Proven large-scale and low-emission hydrogen production and storage is already here but it lacks anything like the funding that the nuclear industry commands. It is forms of truly renewable energy like hydrogen that are needed, and the nuclear industry (and the fossil-fuel industry) inevitably deny it to us. – Yours, etc,

TONY LOWES,

Friends of the

Irish Environment,

Beara,

Co Cork.

Sir, – Desmond Gilhooly (Letters, October 12th) calls for a true comparison of carbon emissions from different energy sources.

He argues that the carbon costs of a nuclear plant should include the complete lifecycle from construction to waste disposal.

The same should apply to renewables. Building one megawatt of wind capacity (a single small turbine) requires 103 tonnes of stainless steel, 402 tonnes of carbon-intensive concrete, 6.8 tonnes of fibreglass, three tonnes of copper and 20 tonnes of cast iron. The gearbox of a two-megawatt wind turbine contains 360 kilograms of neodymium and 60 kilogrammes of dysprosium – rare-earth metals.

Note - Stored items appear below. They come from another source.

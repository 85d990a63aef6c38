use std::fmt;

/// Result type for runmeter-runtime operations
pub type Result<T> = std::result::Result<T, Error>;

/// Error types that can occur in the runtime layer
#[derive(Debug)]
pub enum Error {
    /// IO operation failed
    Io(std::io::Error),

    /// Configuration error
    Config(String),
}

impl fmt::Display for Error {
    fn fmt(&self, f: &mut fmt::Formatter<'_>) -> fmt::Result {
        match self {
            Error::Io(err) => write!(f, "IO error: {}", err),
            Error::Config(msg) => write!(f, "Configuration error: {}", msg),
        }
    }
}

impl std::error::Error for Error {
    fn source(&self) -> Option<&(dyn std::error::Error + 'static)> {
        match self {
            Error::Io(err) => Some(err),
            Error::Config(_) => None,
        }
    }
}

impl From<std::io::Error> for Error {
    fn from(err: std::io::Error) -> Self {
        Error::Io(err)
    }
}

impl From<toml::de::Error> for Error {
    fn from(err: toml::de::Error) -> Self {
        Error::Config(err.to_string())
    }
}

impl From<toml::ser::Error> for Error {
    fn from(err: toml::ser::Error) -> Self {
        Error::Config(err.to_string())
    }
}
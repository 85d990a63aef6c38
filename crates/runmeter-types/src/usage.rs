use serde::{Deserialize, Serialize};
use std::ops::{Add, AddAssign};

/// Token counters accumulated over one run.
///
/// A pure additive accumulator: created zero-valued, mutated only by
/// addition, discarded after the run's summary is produced. All fields
/// are kept non-negative and finite by the aggregation layer.
///
/// Counts are `f64` rather than integers because upstream usage records
/// are not schema-controlled; values are read as arbitrary JSON numbers
/// and only truncated to integers at display time.
#[derive(Debug, Clone, Copy, Default, PartialEq, Serialize, Deserialize)]
pub struct UsageCounters {
    /// Fresh (uncached) input tokens
    pub input: f64,
    /// Generated output tokens
    pub output: f64,
    /// Input tokens served from cache
    pub cache_read: f64,
    /// Input tokens written to cache
    pub cache_write: f64,
    /// Total tokens as reported upstream
    pub total_tokens: f64,
}

impl UsageCounters {
    pub fn is_empty(&self) -> bool {
        self.input == 0.0
            && self.output == 0.0
            && self.cache_read == 0.0
            && self.cache_write == 0.0
            && self.total_tokens == 0.0
    }
}

impl Add for UsageCounters {
    type Output = UsageCounters;

    fn add(self, rhs: UsageCounters) -> UsageCounters {
        UsageCounters {
            input: self.input + rhs.input,
            output: self.output + rhs.output,
            cache_read: self.cache_read + rhs.cache_read,
            cache_write: self.cache_write + rhs.cache_write,
            total_tokens: self.total_tokens + rhs.total_tokens,
        }
    }
}

impl AddAssign for UsageCounters {
    fn add_assign(&mut self, rhs: UsageCounters) {
        *self = *self + rhs;
    }
}
use serde::{Deserialize, Serialize};

/// Notification behavior for run summaries.
///
/// Supplied once at setup (usually from the `[notify]` table of the
/// config file) and reused for every run. Every field has a default so a
/// partial table deserializes cleanly.
#[derive(Debug, Clone, Serialize, Deserialize)]
#[serde(default)]
pub struct NotifyOptions {
    /// Suppress the notification when the run produced fewer output
    /// tokens than this.
    pub min_output_tokens: u64,
    /// Suppress the notification for runs shorter than this many seconds.
    pub min_seconds: f64,
    /// Decimal places for the throughput and elapsed-time figures.
    pub precision: usize,
    /// Include the cache read/write and cache-hit-rate segments.
    pub show_cache: bool,
    /// Include the total-token and output/input-ratio segments.
    pub show_totals: bool,
}

impl Default for NotifyOptions {
    fn default() -> Self {
        Self {
            min_output_tokens: 1,
            min_seconds: 0.0,
            precision: 1,
            show_cache: true,
            show_totals: true,
        }
    }
}
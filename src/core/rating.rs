//! Движок оценок: перевод баллов 1..=5 в изменение репутации.
//!
//! Влияние балла задается статической таблицей `config::rating::impact`.
//! Повторная оценка того же участника за то же мероприятие перезаписывает
//! балл, а к репутации применяется разница влияний нового и старого баллов,
//! так что итог эквивалентен одной оценке последним баллом.

use rusqlite::{Connection, TransactionBehavior};

use crate::core::config;
use crate::core::error::DomainError;
use crate::storage::ratings;
use crate::storage::users::{self, User};

/// Сохраняет оценку и применяет изменение репутации одним действием.
///
/// # Errors
///
/// * `InvalidScore` — балл вне 1..=5, ничего не записывается;
/// * `NotFound` — оцениваемый пользователь не существует;
/// * `Storage` — отказ базы, транзакция откачена целиком.
pub fn submit_rating(
    conn: &mut Connection,
    event_id: i64,
    rater_id: i64,
    rated_id: i64,
    score: u8,
    comment: Option<&str>,
) -> Result<(), DomainError> {
    if !(1..=5).contains(&score) {
        return Err(DomainError::InvalidScore(score));
    }

    let tx = conn.transaction_with_behavior(TransactionBehavior::Immediate)?;

    if users::get_user_by_id(&tx, rated_id)?.is_none() {
        return Err(DomainError::NotFound);
    }

    let delta = match ratings::get_rating(&tx, event_id, rater_id, rated_id)? {
        Some(existing) => {
            ratings::update_rating_score(&tx, existing.id, score, comment)?;
            config::rating::impact(score) - config::rating::impact(existing.score)
        }
        None => {
            ratings::insert_rating(&tx, event_id, rater_id, rated_id, score, comment)?;
            config::rating::impact(score)
        }
    };

    if delta != 0 {
        users::adjust_rating(&tx, rated_id, delta)?;
    }

    tx.commit()?;
    log::info!(
        "User {} rated user {} with {} stars for event {} (delta {})",
        rater_id,
        rated_id,
        score,
        event_id,
        delta
    );
    Ok(())
}

/// Рабочий список мастера оценок: со-участники мероприятия, которых
/// оценивающий еще не оценил. Пустой список завершает сессию оценивания.
pub fn list_unrated_co_participants(
    conn: &Connection,
    event_id: i64,
    rater_id: i64,
) -> Result<Vec<User>, DomainError> {
    Ok(ratings::list_unrated_co_participants(conn, event_id, rater_id)?)
}
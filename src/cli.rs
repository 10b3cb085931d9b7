use clap::{Parser, Subcommand};

#[derive(Parser)]
#[command(name = "yasami")]
#[command(author, version, about = "Telegram bot for organizing informal social events", long_about = None)]
pub struct Cli {
    #[command(subcommand)]
    pub command: Option<Commands>,
}

#[derive(Subcommand)]
pub enum Commands {
    /// Run the bot in long polling mode
    Run,

    /// Apply database migrations and exit
    Migrate,
}

impl Cli {
    pub fn parse_args() -> Self {
        Self::parse()
    }
}
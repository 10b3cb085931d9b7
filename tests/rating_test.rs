//! Integration tests for the rating engine
//!
//! Run with: cargo test --test rating_test

mod common;

use common::{make_event, make_user, now, test_db};
use pretty_assertions::assert_eq;
use yasami::config;
use yasami::core::rating::{list_unrated_co_participants, submit_rating};
use yasami::core::types::{Gender, TargetAudience};
use yasami::storage::db::get_connection;
use yasami::storage::events::insert_participant_guarded;
use yasami::storage::users::{adjust_rating, get_user_by_id};
use yasami::DomainError;

/// Прошедшее мероприятие с тремя участниками: оценщик и два со-участника.
fn seed_past_event(db: &common::TestDb) -> (i64, i64, i64, i64) {
    let creator = make_user(db, 1, 30, Gender::Male);
    let rater = make_user(db, 2, 25, Gender::Female);
    let peer_a = make_user(db, 3, 25, Gender::Male);
    let peer_b = make_user(db, 4, 25, Gender::Male);

    let event = make_event(
        db,
        creator.id,
        now() - chrono::Duration::days(1),
        None,
        TargetAudience::All,
        None,
        None,
    );

    let conn = get_connection(&db.pool).unwrap();
    for uid in [rater.id, peer_a.id, peer_b.id] {
        insert_participant_guarded(&conn, uid, event.id, now() - chrono::Duration::days(2))
            .unwrap();
    }

    (event.id, rater.id, peer_a.id, peer_b.id)
}

#[test]
fn test_invalid_score_writes_nothing() {
    let db = test_db();
    let (event_id, rater_id, peer_a, _) = seed_past_event(&db);

    let mut conn = get_connection(&db.pool).unwrap();
    for score in [0u8, 6] {
        let err = submit_rating(&mut conn, event_id, rater_id, peer_a, score, None).unwrap_err();
        assert!(matches!(err, DomainError::InvalidScore(s) if s == score));
    }

    let count: i64 = conn
        .query_row("SELECT COUNT(*) FROM ratings", [], |row| row.get(0))
        .unwrap();
    assert_eq!(count, 0);

    let rated = get_user_by_id(&conn, peer_a).unwrap().unwrap();
    assert_eq!(rated.rating, config::rating::DEFAULT_RATING);
}

#[test]
fn test_first_rating_applies_impact() {
    let db = test_db();
    let (event_id, rater_id, peer_a, _) = seed_past_event(&db);

    let mut conn = get_connection(&db.pool).unwrap();
    submit_rating(&mut conn, event_id, rater_id, peer_a, 5, None).unwrap();

    let rated = get_user_by_id(&conn, peer_a).unwrap().unwrap();
    assert_eq!(rated.rating, config::rating::DEFAULT_RATING + 10);
}

#[test]
fn test_resubmission_overwrites_and_nets_to_last_score() {
    let db = test_db();
    let (event_id, rater_id, peer_a, _) = seed_past_event(&db);

    let mut conn = get_connection(&db.pool).unwrap();
    submit_rating(&mut conn, event_id, rater_id, peer_a, 2, None).unwrap();
    submit_rating(&mut conn, event_id, rater_id, peer_a, 5, Some("передумал")).unwrap();

    // Одна строка с последним баллом
    let count: i64 = conn
        .query_row("SELECT COUNT(*) FROM ratings", [], |row| row.get(0))
        .unwrap();
    assert_eq!(count, 1);

    // Итог репутации как будто оценка сразу была 5
    let rated = get_user_by_id(&conn, peer_a).unwrap().unwrap();
    assert_eq!(rated.rating, config::rating::DEFAULT_RATING + 10);
}

#[test]
fn test_reputation_floors_at_zero() {
    let db = test_db();
    let (event_id, rater_id, peer_a, _) = seed_past_event(&db);

    let mut conn = get_connection(&db.pool).unwrap();
    // Опускаем репутацию почти до нуля, единица должна упереться в пол
    adjust_rating(&conn, peer_a, -(config::rating::DEFAULT_RATING - 3)).unwrap();
    submit_rating(&mut conn, event_id, rater_id, peer_a, 1, None).unwrap();

    let rated = get_user_by_id(&conn, peer_a).unwrap().unwrap();
    assert_eq!(rated.rating, 0);
}

#[test]
fn test_worklist_excludes_rater_and_shrinks_to_empty() {
    let db = test_db();
    let (event_id, rater_id, peer_a, peer_b) = seed_past_event(&db);

    let mut conn = get_connection(&db.pool).unwrap();

    let ids: Vec<i64> = list_unrated_co_participants(&conn, event_id, rater_id)
        .unwrap()
        .iter()
        .map(|u| u.id)
        .collect();
    assert_eq!(ids, vec![peer_a, peer_b]);

    submit_rating(&mut conn, event_id, rater_id, peer_a, 4, None).unwrap();
    submit_rating(&mut conn, event_id, rater_id, peer_b, 3, None).unwrap();

    assert!(list_unrated_co_participants(&conn, event_id, rater_id)
        .unwrap()
        .is_empty());
}

#[test]
fn test_rating_unknown_user_fails() {
    let db = test_db();
    let (event_id, rater_id, _, _) = seed_past_event(&db);

    let mut conn = get_connection(&db.pool).unwrap();
    let err = submit_rating(&mut conn, event_id, rater_id, 999, 4, None).unwrap_err();
    assert!(matches!(err, DomainError::NotFound));
}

Mining one tonne of rare-earth minerals produces one tonne of radioactive waste.

The worst place to erect turbines is on peat bogs, as is done all over Ireland. The bogs, which are huge stores of carbon, can decompose for hundreds of metres round every turbine, releasing millions of tonnes of carbon dioxide.

Wind farms may eventually emit more carbon than an equivalent coal-fired power station.

On a lifecycle basis, CO2 emissions from nuclear energy can be lower than from “renewables”. – Yours, etc,

Dr JOHN DOHERTY,

Vienna.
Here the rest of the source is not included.